How Babar Azam's captaincy failed Pakistan in their loss to Afghanistan
As aesthetic as Babar Azam’s batting is, his captaincy and on-field tactics have always been questionable. His decisions have backfired several times, and Pakistan have lost momentum many times. Babar becomes too defensive with his bowling changes and field settings, probably due to thinking too far, and it hasn’t helped the team for some time.
On Monday, Babar’s questionable tactics came to the fore again when Afghanistan stunned them with a clinical show. While Pakistan have plenty of issues in every department, the least they can do is be tactically sound. Unfortunately, they haven’t been even close to it and, consequently, suffered their third straight loss in the World Cup 2023.
In this segment, we look at the three blunders made by Babar Azam that cost them the game against Afghanistan in Chennai.
Bowling three spinners in tandem
Afghanistan might have a range of issues in their batting department, but facing spin won’t be one of them. To their fortunes, Babar kept feeding spinners to their quality openers in the early phase of middle overs. Between over 15 and 21, Pakistan used Usama Mir, Shadab Khan and Iftikhar Ahmed without any break.
They couldn’t apply any pressure and conceded 41 runs in seven overs. None of the spinners looked threatening enough at any stage, either. The blunder came into the limelight immediately when Shaheen Afridi returned for another stint and dismissed Rahmanullah Gurbaz on the first ball.
Pakistan’s spinners have failed to provide breakthroughs for some time now. Hence, the decision to stick with three spinners at once was more than baffling, to say the least.
Delaying the pacers several times
Babar Azam missed the trick several times by delaying the entry of their pacers during the second innings. When Gurbaz lost his wicket, Pakistan continued with Shadab Khan from the other end. They had a chance to break the game by lining up Haris Rauf from his end.
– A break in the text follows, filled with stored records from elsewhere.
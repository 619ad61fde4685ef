//! Logging setup and component tags.
//!
//! Every store log line carries a `component` field so operators can
//! filter on one sub-store.
//!
//! The store itself only emits events. [`init`] and [`init_with_filter`]
//! install a subscriber for the binary embedding the store, or for tests.

use tracing_subscriber::{fmt, prelude::*, EnvFilter};

/// Initialize tracing with govstore defaults.
///
/// Sets up tracing-subscriber with:
/// - Environment filter (RUST_LOG)
/// - Compact format suitable for terminal output
pub fn init() {
    init_with_filter("info");
}

/// Initialize tracing with a custom default filter.
pub fn init_with_filter(default_filter: &str) {
    let _ = try_init(default_filter);
}

/// Like [`init_with_filter`], but reports instead of ignoring an already
/// installed subscriber. Returns `false` in that case (tests call this
/// from many threads).
pub fn try_init(default_filter: &str) -> bool {
    let filter =
        EnvFilter::try_from_default_env().unwrap_or_else(|_| EnvFilter::new(default_filter));

    tracing_subscriber::registry()
        .with(filter)
        .with(fmt::layer().compact())
        .try_init()
        .is_ok()
}

/// Values of the `component` log field.
pub mod component {
    pub const CIRCUIT_BREAKER: &str = "circuitbreaker";
    pub const CACHE: &str = "circuitbreaker-cache";
    pub const SERVICE: &str = "service";
    pub const NAMESPACE: &str = "namespace";
    pub const AUTH: &str = "auth";
    pub const BOOTSTRAP: &str = "bootstrap";
    pub const TXN: &str = "txn";
    pub const STORE: &str = "store";
    pub const MIGRATE: &str = "migrate";
}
Rahmat Shah has had lucid troubles against the pacers, and Haris could have threatened him, eventually leading to a few casualties. Rahmat eased his way and later went on to notch up a match-winning fifty.
Again, when Ibrahim Zadran was dismissed in the 34th over by Hasan Ali, Babar stuck with his part-timer Iftikhar Ahmed from the other end when he had a real chance to expose a shaky Afghanistan middle order by attacking with the pacers. Mind you, there was some reverse swing available for the pacers in the last 20-odd overs.
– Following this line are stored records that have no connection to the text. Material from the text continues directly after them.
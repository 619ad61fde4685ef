//! Storage trait definitions

use chrono::{DateTime, Utc};

use crate::model::{
    CircuitBreaker, CircuitBreakerDetail, CircuitBreakerRelation, Service,
    ServiceWithCircuitBreaker, VERSION_MASTER,
};
use crate::query::Filters;
use crate::storage::error::StoreResult;

/// Lifecycle of versioned circuit-breaker rules and their service bindings.
///
/// Point reads return `Ok(None)` when nothing valid exists at the key; an
/// `Err` always means the operation itself failed. Soft deletes are
/// idempotent and never report `NotFound`.
pub trait CircuitBreakerStore: Send + Sync {
    /// Store a master rule, replacing whatever was at `(id, "master")`.
    fn create_circuit_breaker(&self, cb: CircuitBreaker) -> StoreResult<()>;

    /// Store a tag of an existing master rule.
    ///
    /// Returns `StoreError::NotFound` if the master is absent or deleted.
    fn tag_circuit_breaker(&self, cb: CircuitBreaker) -> StoreResult<()>;

    /// Bind a service to a rule version, replacing any previous binding.
    ///
    /// Returns `StoreError::NotFound` if the target rule is not valid; the
    /// previous binding is left untouched in that case.
    fn release_circuit_breaker(&self, relation: CircuitBreakerRelation) -> StoreResult<()>;

    /// Soft-delete the binding of a service.
    fn unbind_circuit_breaker(
        &self,
        service_id: &str,
        rule_id: &str,
        rule_version: &str,
    ) -> StoreResult<()>;

    /// Soft-delete one rule version unless a valid binding still uses it.
    ///
    /// A master is held by any valid binding of its id, a tag only by
    /// bindings at that exact version. A held rule is left as is and the
    /// call still succeeds.
    fn delete_tag_circuit_breaker(&self, id: &str, version: &str) -> StoreResult<()>;

    /// Soft-delete the master version of a rule.
    fn delete_master_circuit_breaker(&self, id: &str) -> StoreResult<()> {
        self.delete_tag_circuit_breaker(id, VERSION_MASTER)
    }

    /// Update the mutable fields of a valid rule version.
    fn update_circuit_breaker(&self, cb: CircuitBreaker) -> StoreResult<()>;

    fn get_circuit_breaker(&self, id: &str, version: &str) -> StoreResult<Option<CircuitBreaker>>;

    /// Versions of a rule that are currently valid, in key order.
    fn get_circuit_breaker_versions(&self, id: &str) -> StoreResult<Vec<String>>;

    /// Valid bindings to the master version of a rule.
    fn get_circuit_breaker_master_relation(
        &self,
        rule_id: &str,
    ) -> StoreResult<Vec<CircuitBreakerRelation>> {
        self.get_circuit_breaker_relation(rule_id, VERSION_MASTER)
    }

    /// Valid bindings to one version of a rule.
    fn get_circuit_breaker_relation(
        &self,
        rule_id: &str,
        rule_version: &str,
    ) -> StoreResult<Vec<CircuitBreakerRelation>>;

    /// Resolve service → binding → rule. `Ok(None)` if any hop is missing.
    fn get_circuit_breakers_by_service(
        &self,
        name: &str,
        namespace: &str,
    ) -> StoreResult<Option<CircuitBreaker>>;

    /// Valid master rules matching every filter, oldest modification first.
    fn list_master_circuit_breakers(
        &self,
        filters: &Filters,
        offset: u32,
        limit: u32,
    ) -> StoreResult<CircuitBreakerDetail>;

    /// Released rules (valid bindings joined with their rule and service)
    /// matching every filter on the binding, oldest rule modification first.
    fn list_release_circuit_breakers(
        &self,
        filters: &Filters,
        offset: u32,
        limit: u32,
    ) -> StoreResult<CircuitBreakerDetail>;
}

/// Incremental pull feed for the in-memory serving cache.
pub trait CircuitBreakerCacheFeed: Send + Sync {
    /// Every binding modified at or after `mtime`, joined with its rule.
    ///
    /// The bound is inclusive, so a binding modified exactly at the cursor
    /// is delivered again on the next poll; consumers upsert. With
    /// `first_update` the whole bucket is returned.
    fn get_circuit_breakers_for_cache(
        &self,
        mtime: DateTime<Utc>,
        first_update: bool,
    ) -> StoreResult<Vec<ServiceWithCircuitBreaker>>;
}

/// Service resolution consumed by the rule store.
pub trait ServiceLookup: Send + Sync {
    /// Valid service with this name in this namespace.
    fn get_service_by_name(&self, name: &str, namespace: &str) -> StoreResult<Option<Service>>;

    /// Valid service with this id.
    fn get_service(&self, id: &str) -> StoreResult<Option<Service>>;
}

/// A complete store: named sub-services sharing one engine.
pub trait GovernanceStore: Send + Sync {
    /// Backend name, e.g. for startup logs.
    fn name(&self) -> &str;

    fn circuit_breakers(&self) -> &dyn CircuitBreakerStore;

    fn circuit_breaker_cache(&self) -> &dyn CircuitBreakerCacheFeed;

    fn services(&self) -> &dyn ServiceLookup;
}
Not to forget, Babar gave an additional over to Usama Mir in the 46th, and he leaked 11 runs to end Pakistan’s all chances. They still had two overs of Haris Rauf left, and while he was expensive, he would have still been a better option. Afghanistan will always prefer a spinner who bowls so many loose balls over a pacer with express pace in the slog overs.
The field placements have been a permanent problem with Babar Azam. His defensive mindset never helps Pakistan, and he still continues with it. Babar didn’t use attacking fielders for a long time, and while he did place them after a wicket, they were removed only after a few deliveries.
Even when a few runs were required, the Pakistani fielders inside the ring were on the edge. Hence, Afghanistan’s batters easily rotated the strike. Rahmat Shah and Hashmatullah Shahidi did play some extra dot balls, but they were well helped by the field placements and managed to get away without feeling the pressure of the required rate.
When Afghanistan required less than 30 to win, Babar Azam didn’t bring in those extra fielders to build pressure and enable the batters to take an aerial route to break the shackles. They ran hard between the wickets, and the fielders, as always, were sloppy to make work easier for Afghanistan. Barring a few overs, Babar didn’t station those attacking and catching fielders, and the batters never had to force themselves out of their comfort zones and try anything different.